Fondamento di un cammino di educazione al senso della vita è la constatazione che l’uomo si fa tale solo nell’interazione con il tu di un’altra persona o con quello di Dio. La dialogicità, però, non esaurisce l’esperienza umana: l’io e il tu, infatti, sono anch’essi orientati verso altre mete da raggiungere, verso i valori. Ogni relazione chiusa in se stessa è destinata a perire. Il che vuol dire che l’autorealizzazione, di cui tanto si parla ai nostri giorni, non può essere lo scopo ultimo dell’uomo, poiché contraddice la fondamentale «autotrascendenza» dell’esistenza umana, laddove per «autotrascendenza», come si esprime Frankl, s’intende il fatto che «essere-uomo vuol dire essere sempre diretto verso qualcosa o verso qualcuno, offrirsi e dedicarsi pienamente a un lavoro, a una persona amata, a un amico cui si vuol bene, a Dio che si vuol servire. Tale autotrascendimento sorpassa di gran lunga una visione monadologistica dell’uomo, secondo la quale questi tenderebbe a valori e a significati che lo superano, e quindi non sarebbe orientato verso il mondo, ma sarebbe interessato esclusivamente a se stesso e quindi cercherebbe solo di conservare e di mantenere l’equilibrio interiore, secondo il principio dell’omeostasi» (Teoria e terapia delle nevrosi, p. 54).

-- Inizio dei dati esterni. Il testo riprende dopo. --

use tracing::{error, info};

use crate::{
    display::{DisplaySurface, Field},
    error::LookupError,
    model::{LookupRequest, WeatherReading},
    provider::WeatherProvider,
};

/// Owns the request/response/update sequence for one city lookup.
///
/// The provider is injected at construction, the display surface per call.
/// On failure the surface regions keep their prior values; only a notice
/// is raised.
#[derive(Debug)]
pub struct WeatherLookup {
    provider: Box<dyn WeatherProvider>,
}

impl WeatherLookup {
    pub fn new(provider: Box<dyn WeatherProvider>) -> Self {
        Self { provider }
    }

    /// Look up current weather for `city` and render it onto `surface`.
    ///
    /// `city` must already be trimmed and non-empty; the trigger layer
    /// enforces that before invoking. Regions are written only after the
    /// full response has parsed, so there is never a partial update.
    pub async fn run(
        &self,
        city: &str,
        surface: &mut dyn DisplaySurface,
    ) -> Result<WeatherReading, LookupError> {
        let request = LookupRequest {
            city: city.to_owned(),
        };

        match self.provider.current_weather(&request).await {
            Ok(reading) => {
                surface.write(Field::City, &reading.city_name);
                surface.write(Field::Temperature, &format!("{} °C", reading.temperature_c));
                surface.write(Field::Description, &reading.description);
                surface.write(Field::Humidity, &format!("{}%", reading.humidity_pct));

                info!(
                    city = %reading.city_name,
                    temperature_c = reading.temperature_c,
                    description = %reading.description,
                    humidity_pct = reading.humidity_pct,
                    "weather lookup succeeded"
                );

                Ok(reading)
            }
            Err(LookupError::NotFound) => {
                surface.notify("City not found!");
                Err(LookupError::NotFound)
            }
            Err(LookupError::Fetch(source)) => {
                error!(error = ?source, "error fetching weather");
                surface.notify("Failed to fetch weather data.");
                Err(LookupError::Fetch(source))
            }
        }
    }
}
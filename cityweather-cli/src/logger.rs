use anyhow::Result;
use tracing_subscriber::{EnvFilter, filter::LevelFilter};

pub fn init(debug: bool) -> Result<()> {
    let level = if debug {
        LevelFilter::DEBUG.into()
    } else {
        LevelFilter::INFO.into()
    };
    let subscriber = tracing_subscriber::FmtSubscriber::builder()
        .with_env_filter(
            EnvFilter::builder()
                .with_default_directive(level)
                .from_env()?,
        )
        .with_writer(std::io::stderr)
        .with_target(false)
        .with_ansi(debug)
        .finish();
    tracing::subscriber::set_global_default(subscriber)?;
    Ok(())
}
use serde::{Deserialize, Serialize};

/// One lookup, created when the trigger fires and consumed immediately.
#[derive(Debug, Clone)]
pub struct LookupRequest {
    pub city: String,
}

/// Parsed weather data for one city at one point in time.
///
/// Only ever constructed from a success response; a not-found response
/// never produces a reading.
#[derive(Debug, Clone, PartialEq, Serialize, Deserialize)]
pub struct WeatherReading {
    pub city_name: String,
    pub temperature_c: f64,
    pub description: String,
    pub humidity_pct: u8,
}
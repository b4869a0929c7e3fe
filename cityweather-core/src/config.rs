use anyhow::{Context, Result, anyhow};
use directories::ProjectDirs;
use serde::{Deserialize, Serialize};
use std::{fs, path::PathBuf};

/// Top-level configuration stored on disk.
#[derive(Debug, Clone, Serialize, Deserialize, Default)]
pub struct Config {
    /// OpenWeatherMap API key.
    ///
    /// Example TOML:
    /// api_key = "..."
    pub api_key: Option<String>,
}

impl Config {
    /// Returns the configured API key, if present.
    pub fn api_key(&self) -> Option<&str> {
        self.api_key.as_deref()
    }

    pub fn set_api_key(&mut self, api_key: String) {
        self.api_key = Some(api_key);
    }

    pub fn is_configured(&self) -> bool {
        self.api_key.is_some()
    }

    /// Load config from disk, or return an empty default if it doesn't exist yet.
    pub fn load() -> Result<Self> {
        let path = Self::config_file_path()?;
        if !path.exists() {
            // First run: no config file, return empty.
            return Ok(Self::default());
        }

        let contents = fs::read_to_string(&path)
            .with_context(|| format!("Failed to read config file: {}", path.display()))?;

        let cfg: Config = toml::from_str(&contents)
            .with_context(|| format!("Failed to parse config file: {}", path.display()))?;

        Ok(cfg)
    }

    /// Save config to disk, creating parent directories as needed.
    pub fn save(&self) -> Result<()> {
        let path = Self::config_file_path()?;

        if let Some(parent) = path.parent() {
            fs::create_dir_all(parent).with_context(|| {
                format!("Failed to create config directory: {}", parent.display())
            })?;
        }

        let toml =
            toml::to_string_pretty(self).context("Failed to serialize configuration to TOML")?;

        fs::write(&path, toml)
            .with_context(|| format!("Failed to write config file: {}", path.display()))?;

        Ok(())
    }

    /// Path to the config file.
    pub fn config_file_path() -> Result<PathBuf> {
        let dirs = ProjectDirs::from("dev", "cityweather", "cityweather-cli")
            .ok_or_else(|| anyhow!("Could not determine platform config directory"))?;

        Ok(dirs.config_dir().join("config.toml"))
    }
}
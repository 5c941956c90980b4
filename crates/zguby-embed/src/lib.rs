// Copyright (c) 2024-2026 Martin Schröder <info@swedishembedded.com>
//
// SPDX-License-Identifier: Apache-2.0
//! Multi-modal embedding support for the pipeline.
//!
//! [`Encoder`] is the seam to the external vision/language encoder service;
//! [`HttpEncoder`] is the real driver and [`MockEncoder`] a deterministic
//! double for tests. [`joint`] holds the fusion math (0.5 text / 0.5 image,
//! L2-normalized) and the text-normalization rule, and [`media`] the image
//! sniffing that decides whether fetched bytes are worth sending to the
//! vision encoder at all.

pub mod joint;
pub mod media;

mod encoder;
mod error;

pub use encoder::{Encoder, HttpEncoder, MockEncoder};
pub use error::EncoderError;
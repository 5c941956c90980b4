// Copyright (c) 2024-2026 Martin Schröder <info@swedishembedded.com>
//
// SPDX-License-Identifier: Apache-2.0
//! Validation of fetched photo bytes before they reach the vision encoder.
//!
//! The embedder degrades to text-only whenever the photo is unusable, so
//! rejection here is a classification, not an error path.

use thiserror::Error;

#[derive(Debug, Error, PartialEq, Eq)]
pub enum MediaRejection {
    #[error("payload is {size} bytes, over the {cap} byte cap")]
    TooLarge { size: usize, cap: usize },

    #[error("bytes are not a recognized image format")]
    UnknownFormat,

    #[error("image failed to decode: {0}")]
    Undecodable(String),
}

/// A photo that passed validation.
#[derive(Debug, Clone, PartialEq, Eq)]
pub struct ProbedImage {
    /// MIME type, e.g. `"image/jpeg"`.
    pub mime_type: String,
    pub width: u32,
    pub height: u32,
}

/// Sniff and decode `bytes`, enforcing the size cap.
///
/// Format detection is byte-based only; there is no trustworthy filename to
/// fall back to once a key has passed through legacy-URL canonicalization.
pub fn probe_image(bytes: &[u8], cap: usize) -> Result<ProbedImage, MediaRejection> {
    if bytes.len() > cap {
        return Err(MediaRejection::TooLarge {
            size: bytes.len(),
            cap,
        });
    }
    let format = image::guess_format(bytes).map_err(|_| MediaRejection::UnknownFormat)?;
    let img = image::load_from_memory_with_format(bytes, format)
        .map_err(|e| MediaRejection::Undecodable(e.to_string()))?;
    Ok(ProbedImage {
        mime_type: format.to_mime_type().to_string(),
        width: img.width(),
        height: img.height(),
    })
}

// ─── Unit tests ──────────────────────────────────────────────────────────────
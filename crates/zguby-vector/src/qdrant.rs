// Copyright (c) 2024-2026 Martin Schröder <info@swedishembedded.com>
//
// SPDX-License-Identifier: Apache-2.0
use std::time::Duration;

use serde::Deserialize;
use serde_json::{json, Value};
use tracing::{debug, info};
use uuid::Uuid;
use zguby_config::VectorConfig;
use zguby_events::EMBEDDING_DIM;

use async_trait::async_trait;

use crate::store::order_results;
use crate::{
    check_dim, PointPayload, ScoredPoint, SearchParams, VectorError, VectorPoint, VectorStore,
    DEFAULT_HNSW_EF, HNSW_EF_CONSTRUCT, HNSW_M,
};

/// Qdrant driver over the REST API.
///
/// Kept REST rather than gRPC so the whole pipeline shares one HTTP stack;
/// the endpoints used are stable since Qdrant 1.x.
pub struct QdrantStore {
    http: reqwest::Client,
    base_url: String,
    collection: String,
    api_key: Option<String>,
}

#[derive(Deserialize)]
struct ApiResponse<T> {
    result: Option<T>,
}

#[derive(Deserialize)]
struct SearchHit {
    id: Value,
    score: f32,
    payload: Option<PointPayload>,
}

#[derive(Deserialize)]
struct StoredPoint {
    payload: Option<PointPayload>,
    vector: Option<Vec<f32>>,
}

impl QdrantStore {
    pub fn new(cfg: &VectorConfig) -> Result<Self, VectorError> {
        let http = reqwest::Client::builder()
            .timeout(Duration::from_secs(cfg.timeout_secs))
            .build()
            .map_err(|e| VectorError::Unavailable(e.to_string()))?;
        Ok(Self {
            http,
            base_url: cfg.url.trim_end_matches('/').to_string(),
            collection: cfg.collection.clone(),
            api_key: cfg.api_key.clone(),
        })
    }

    pub fn collection(&self) -> &str {
        &self.collection
    }

    fn request(&self, method: reqwest::Method, path: &str) -> reqwest::RequestBuilder {
        let mut req = self.http.request(method, format!("{}{path}", self.base_url));
        if let Some(key) = &self.api_key {
            req = req.header("api-key", key);
        }
        req
    }

    async fn execute<T: serde::de::DeserializeOwned>(
        &self,
        req: reqwest::RequestBuilder,
    ) -> Result<Option<T>, VectorError> {
        let resp = req
            .send()
            .await
            .map_err(|e| VectorError::Unavailable(e.to_string()))?;
        let status = resp.status();
        if !status.is_success() {
            let body = resp.text().await.unwrap_or_default();
            return Err(VectorError::Status {
                status: status.as_u16(),
                body,
            });
        }
        let parsed: ApiResponse<T> = resp
            .json()
            .await
            .map_err(|e| VectorError::Response(e.to_string()))?;
        Ok(parsed.result)
    }

    fn parse_id(value: &Value) -> Result<Uuid, VectorError> {
        value
            .as_str()
            .and_then(|s| Uuid::parse_str(s).ok())
            .ok_or_else(|| VectorError::Response(format!("non-UUID point id: {value}")))
    }

    fn filter_clause(params: &SearchParams) -> Option<Value> {
        if params.filter.is_empty() {
            return None;
        }
        let mut must = Vec::new();
        if let Some(category) = &params.filter.category {
            must.push(json!({ "key": "category", "match": { "value": category } }));
        }
        if let Some(location) = &params.filter.location {
            must.push(json!({ "key": "location", "match": { "text": location } }));
        }
        Some(json!({ "must": must }))
    }
}

#[async_trait]
impl VectorStore for QdrantStore {
    async fn ensure_collection(&self) -> Result<(), VectorError> {
        let path = format!("/collections/{}", self.collection);
        let resp = self
            .request(reqwest::Method::GET, &path)
            .send()
            .await
            .map_err(|e| VectorError::Unavailable(e.to_string()))?;
        if resp.status().is_success() {
            debug!(collection = %self.collection, "collection already present");
            return Ok(());
        }
        if resp.status() != reqwest::StatusCode::NOT_FOUND {
            return Err(VectorError::Status {
                status: resp.status().as_u16(),
                body: resp.text().await.unwrap_or_default(),
            });
        }

        let body = json!({
            "vectors": { "size": EMBEDDING_DIM, "distance": "Cosine" },
            "hnsw_config": { "m": HNSW_M, "ef_construct": HNSW_EF_CONSTRUCT },
            "on_disk_payload": true,
        });
        let resp = self
            .request(reqwest::Method::PUT, &path)
            .json(&body)
            .send()
            .await
            .map_err(|e| VectorError::Unavailable(e.to_string()))?;
        // 409: another worker won the race; the collection exists.
        if !resp.status().is_success() && resp.status() != reqwest::StatusCode::CONFLICT {
            return Err(VectorError::Status {
                status: resp.status().as_u16(),
                body: resp.text().await.unwrap_or_default(),
            });
        }
        info!(collection = %self.collection, dim = EMBEDDING_DIM, "created vector collection");

        // Payload indexes backing the keyword filters. Idempotent: Qdrant
        // answers 409 for an index that already exists.
        for (field, schema) in [("category", "keyword"), ("location", "text")] {
            let resp = self
                .request(
                    reqwest::Method::PUT,
                    &format!("/collections/{}/index", self.collection),
                )
                .json(&json!({ "field_name": field, "field_schema": schema }))
                .send()
                .await
                .map_err(|e| VectorError::Unavailable(e.to_string()))?;
            if !resp.status().is_success() && resp.status() != reqwest::StatusCode::CONFLICT {
                return Err(VectorError::Status {
                    status: resp.status().as_u16(),
                    body: resp.text().await.unwrap_or_default(),
                });
            }
        }
        Ok(())
    }

    async fn upsert(&self, point: VectorPoint) -> Result<(), VectorError> {
        check_dim(&point.vector)?;
        let body = json!({
            "points": [{
                "id": point.id.to_string(),
                "vector": point.vector,
                "payload": point.payload,
            }]
        });
        let req = self
            .request(
                reqwest::Method::PUT,
                &format!("/collections/{}/points?wait=true", self.collection),
            )
            .json(&body);
        let _: Option<Value> = self.execute(req).await?;
        debug!(point_id = %point.id, "upserted point");
        Ok(())
    }

    async fn search(
        &self,
        vector: &[f32],
        params: &SearchParams,
    ) -> Result<Vec<ScoredPoint>, VectorError> {
        check_dim(vector)?;
        let hnsw_ef = if params.hnsw_ef > 0 {
            params.hnsw_ef
        } else {
            DEFAULT_HNSW_EF
        };
        let mut body = json!({
            "vector": vector,
            "limit": params.limit,
            "score_threshold": params.score_threshold,
            "with_payload": true,
            "params": { "hnsw_ef": hnsw_ef },
        });
        if let Some(filter) = Self::filter_clause(params) {
            body["filter"] = filter;
        }
        let req = self
            .request(
                reqwest::Method::POST,
                &format!("/collections/{}/points/search", self.collection),
            )
            .json(&body);
        let hits: Vec<SearchHit> = self.execute(req).await?.unwrap_or_default();

        let mut results = Vec::with_capacity(hits.len());
        for hit in hits {
            results.push(ScoredPoint {
                id: Self::parse_id(&hit.id)?,
                score: hit.score,
                payload: hit
                    .payload
                    .ok_or_else(|| VectorError::Response("hit without payload".into()))?,
            });
        }
        // The store already ranks by score; re-apply the full contract so
        // ties are broken identically to the in-memory implementation.
        order_results(&mut results);
        Ok(results)
    }

    async fn get(&self, id: Uuid) -> Result<Option<VectorPoint>, VectorError> {
        let path = format!("/collections/{}/points/{id}", self.collection);
        let resp = self
            .request(reqwest::Method::GET, &path)
            .send()
            .await
            .map_err(|e| VectorError::Unavailable(e.to_string()))?;
        if resp.status() == reqwest::StatusCode::NOT_FOUND {
            return Ok(None);
        }
        if !resp.status().is_success() {
            return Err(VectorError::Status {
                status: resp.status().as_u16(),
                body: resp.text().await.unwrap_or_default(),
            });
        }
        let parsed: ApiResponse<StoredPoint> = resp
            .json()
            .await
            .map_err(|e| VectorError::Response(e.to_string()))?;
        Ok(parsed.result.map(|p| VectorPoint {
            id,
            vector: p.vector.unwrap_or_default(),
            payload: p.payload.unwrap_or_else(|| PointPayload {
                item_id: id,
                title: String::new(),
                description: String::new(),
                category: String::new(),
                location: String::new(),
                image_url: String::new(),
                contact_info: String::new(),
            }),
        }))
    }

    async fn delete(&self, id: Uuid) -> Result<(), VectorError> {
        let req = self
            .request(
                reqwest::Method::POST,
                &format!("/collections/{}/points/delete?wait=true", self.collection),
            )
            .json(&json!({ "points": [id.to_string()] }));
        let _: Option<Value> = self.execute(req).await?;
        Ok(())
    }
}

// ─── Unit tests ──────────────────────────────────────────────────────────────
// Copyright (c) 2024-2026 Martin Schröder <info@swedishembedded.com>
//
// SPDX-License-Identifier: Apache-2.0
use thiserror::Error;

#[derive(Debug, Error)]
pub enum VectorError {
    /// Vector length does not match the collection dimension. Rejected at
    /// the boundary, never stored.
    #[error("vector has {got} dimensions, collection requires {want}")]
    Dimension { got: usize, want: usize },

    /// Network-level failure or timeout; retryable.
    #[error("vector store unavailable: {0}")]
    Unavailable(String),

    /// Unexpected HTTP status from the store.
    #[error("vector store returned status {status}: {body}")]
    Status { status: u16, body: String },

    /// The store answered with a body we could not interpret.
    #[error("unparseable vector store response: {0}")]
    Response(String),
}

impl VectorError {
    /// Whether retrying later could plausibly succeed.
    pub fn is_transient(&self) -> bool {
        match self {
            VectorError::Unavailable(_) => true,
            VectorError::Status { status, .. } => *status >= 500,
            VectorError::Dimension { .. } | VectorError::Response(_) => false,
        }
    }
}

#[cfg(test)]
mod tests {
    use super::*;

    #[test]
    fn dimension_mismatch_is_permanent() {
        assert!(!VectorError::Dimension { got: 384, want: 512 }.is_transient());
    }

    #[test]
    fn unavailability_is_transient() {
        assert!(VectorError::Unavailable("connect refused".into()).is_transient());
        let err = VectorError::Status { status: 502, body: String::new() };
        assert!(err.is_transient());
    }
}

Ciò vuol dire che solo nella misura in cui ci diamo, ci doniamo, ci mettiamo a disposizione del mondo, dei compiti e delle esigenze che a partire da esso ci interpellano nella nostra vita, nella misura in cui ciò che conta per noi è il mondo esteriore e i suoi oggetti, e non noi stessi e i nostri propri bisogni, nella misura in cui noi realizziamo dei compiti e rispondiamo a delle esigenze, nella misura in cui noi attuiamo dei valori, e realizziamo un significato, in questa misura solamente noi ci appagheremo e realizzeremo egualmente noi stessi.
Poi, in tempi di «eclissi del sacro», è opportuno tenere vivo il tema della trascendenza, la quale può essere avvertita e vissuta nella forma di «nostalgia del totalmente altro», o in quella dell’antica «inquietudine agostiniana», o nella forma moderna e romantica di sete di luce e di infinito, che riecheggia in qualche modo il Leopardi, o nella forma del pellegrino (homo viator di G. Marcel), cercatore di Dio, o del credente che ha sete di Dio.